* Instructions for the task *
Go through the data below and return each line containing the word "main".

* Data shown *
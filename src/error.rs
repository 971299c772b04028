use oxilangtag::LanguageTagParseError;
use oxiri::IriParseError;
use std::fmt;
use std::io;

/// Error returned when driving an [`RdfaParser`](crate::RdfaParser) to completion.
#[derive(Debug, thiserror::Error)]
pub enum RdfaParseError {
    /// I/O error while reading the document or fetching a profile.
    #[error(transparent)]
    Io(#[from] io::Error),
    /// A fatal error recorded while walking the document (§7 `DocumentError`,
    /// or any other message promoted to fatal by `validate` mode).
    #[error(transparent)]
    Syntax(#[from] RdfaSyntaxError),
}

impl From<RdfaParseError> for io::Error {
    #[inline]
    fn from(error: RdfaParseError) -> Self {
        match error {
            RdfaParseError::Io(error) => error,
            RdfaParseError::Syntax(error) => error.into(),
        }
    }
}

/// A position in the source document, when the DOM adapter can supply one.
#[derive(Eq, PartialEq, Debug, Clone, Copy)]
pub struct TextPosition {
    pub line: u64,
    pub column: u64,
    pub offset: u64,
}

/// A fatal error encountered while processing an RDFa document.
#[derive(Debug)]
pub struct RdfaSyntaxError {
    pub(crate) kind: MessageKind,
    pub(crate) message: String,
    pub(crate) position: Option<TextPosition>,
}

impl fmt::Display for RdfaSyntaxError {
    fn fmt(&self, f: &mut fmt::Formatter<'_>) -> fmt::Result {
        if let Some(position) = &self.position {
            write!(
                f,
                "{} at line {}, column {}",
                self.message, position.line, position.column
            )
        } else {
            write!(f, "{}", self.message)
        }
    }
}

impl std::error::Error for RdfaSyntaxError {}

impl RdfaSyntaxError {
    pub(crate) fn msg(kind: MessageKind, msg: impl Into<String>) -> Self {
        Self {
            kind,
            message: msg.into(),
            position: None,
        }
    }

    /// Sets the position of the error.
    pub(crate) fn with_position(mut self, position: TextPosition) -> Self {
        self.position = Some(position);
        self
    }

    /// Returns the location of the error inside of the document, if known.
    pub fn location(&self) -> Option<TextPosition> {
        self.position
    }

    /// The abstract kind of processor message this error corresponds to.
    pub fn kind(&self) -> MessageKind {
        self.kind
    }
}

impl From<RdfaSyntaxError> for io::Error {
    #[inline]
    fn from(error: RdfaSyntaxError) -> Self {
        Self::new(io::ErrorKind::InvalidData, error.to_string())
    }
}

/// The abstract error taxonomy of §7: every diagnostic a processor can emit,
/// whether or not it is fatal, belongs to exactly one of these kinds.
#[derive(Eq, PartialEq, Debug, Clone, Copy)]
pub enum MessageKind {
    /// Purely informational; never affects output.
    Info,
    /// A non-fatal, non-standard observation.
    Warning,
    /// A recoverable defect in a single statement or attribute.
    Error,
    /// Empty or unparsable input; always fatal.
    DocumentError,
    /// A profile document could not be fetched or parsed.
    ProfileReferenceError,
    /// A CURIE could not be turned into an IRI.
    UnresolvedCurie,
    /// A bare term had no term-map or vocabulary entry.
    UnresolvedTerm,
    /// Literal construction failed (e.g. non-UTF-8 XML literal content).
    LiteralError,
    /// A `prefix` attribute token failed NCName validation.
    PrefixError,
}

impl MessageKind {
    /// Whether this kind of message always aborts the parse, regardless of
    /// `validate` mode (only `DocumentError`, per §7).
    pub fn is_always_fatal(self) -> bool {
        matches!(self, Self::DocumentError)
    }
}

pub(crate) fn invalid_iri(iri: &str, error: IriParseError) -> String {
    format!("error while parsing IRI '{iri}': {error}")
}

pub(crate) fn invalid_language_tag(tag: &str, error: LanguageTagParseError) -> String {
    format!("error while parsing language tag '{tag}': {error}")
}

--

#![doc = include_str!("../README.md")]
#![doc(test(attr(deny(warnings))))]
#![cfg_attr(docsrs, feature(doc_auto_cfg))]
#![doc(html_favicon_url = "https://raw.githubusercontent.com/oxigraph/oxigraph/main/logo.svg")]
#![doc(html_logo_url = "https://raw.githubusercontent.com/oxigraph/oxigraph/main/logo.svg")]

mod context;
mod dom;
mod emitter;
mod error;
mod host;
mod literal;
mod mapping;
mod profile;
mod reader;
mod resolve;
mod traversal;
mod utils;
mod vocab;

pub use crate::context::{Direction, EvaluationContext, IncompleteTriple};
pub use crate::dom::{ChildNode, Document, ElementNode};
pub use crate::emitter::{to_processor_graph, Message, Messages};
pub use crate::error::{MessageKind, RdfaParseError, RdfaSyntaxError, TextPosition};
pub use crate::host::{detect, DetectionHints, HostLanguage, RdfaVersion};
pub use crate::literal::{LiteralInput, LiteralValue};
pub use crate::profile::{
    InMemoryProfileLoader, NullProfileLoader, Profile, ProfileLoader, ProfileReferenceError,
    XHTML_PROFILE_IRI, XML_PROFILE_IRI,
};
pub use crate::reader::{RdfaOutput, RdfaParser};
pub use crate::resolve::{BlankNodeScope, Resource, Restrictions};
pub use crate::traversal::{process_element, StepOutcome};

--

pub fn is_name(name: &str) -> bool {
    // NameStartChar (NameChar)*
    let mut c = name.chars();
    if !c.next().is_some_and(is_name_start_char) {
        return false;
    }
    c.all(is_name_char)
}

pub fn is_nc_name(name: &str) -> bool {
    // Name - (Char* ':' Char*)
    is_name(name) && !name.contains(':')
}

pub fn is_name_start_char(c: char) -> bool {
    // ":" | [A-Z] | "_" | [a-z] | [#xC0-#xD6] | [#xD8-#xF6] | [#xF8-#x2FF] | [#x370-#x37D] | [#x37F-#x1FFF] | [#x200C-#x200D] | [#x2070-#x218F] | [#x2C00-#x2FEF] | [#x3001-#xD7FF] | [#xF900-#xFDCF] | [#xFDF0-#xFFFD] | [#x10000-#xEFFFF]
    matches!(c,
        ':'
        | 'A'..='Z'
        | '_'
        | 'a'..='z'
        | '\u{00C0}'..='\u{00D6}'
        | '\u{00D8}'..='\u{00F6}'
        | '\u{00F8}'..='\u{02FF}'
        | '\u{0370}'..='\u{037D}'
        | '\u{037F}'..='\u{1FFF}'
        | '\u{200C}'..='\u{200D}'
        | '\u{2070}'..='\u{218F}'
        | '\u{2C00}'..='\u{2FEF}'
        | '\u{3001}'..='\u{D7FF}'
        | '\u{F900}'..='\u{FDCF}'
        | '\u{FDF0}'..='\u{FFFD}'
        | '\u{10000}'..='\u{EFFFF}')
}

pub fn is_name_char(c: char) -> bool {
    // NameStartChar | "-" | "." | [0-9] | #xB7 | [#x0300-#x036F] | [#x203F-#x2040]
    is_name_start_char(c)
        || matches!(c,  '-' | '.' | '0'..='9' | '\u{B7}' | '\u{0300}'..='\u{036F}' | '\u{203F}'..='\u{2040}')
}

* Written answer *
#![doc(html_favicon_url = "https://raw.githubusercontent.com/oxigraph/oxigraph/main/logo.svg")]
#![doc(html_logo_url = "https://raw.githubusercontent.com/oxigraph/oxigraph/main/logo.svg")]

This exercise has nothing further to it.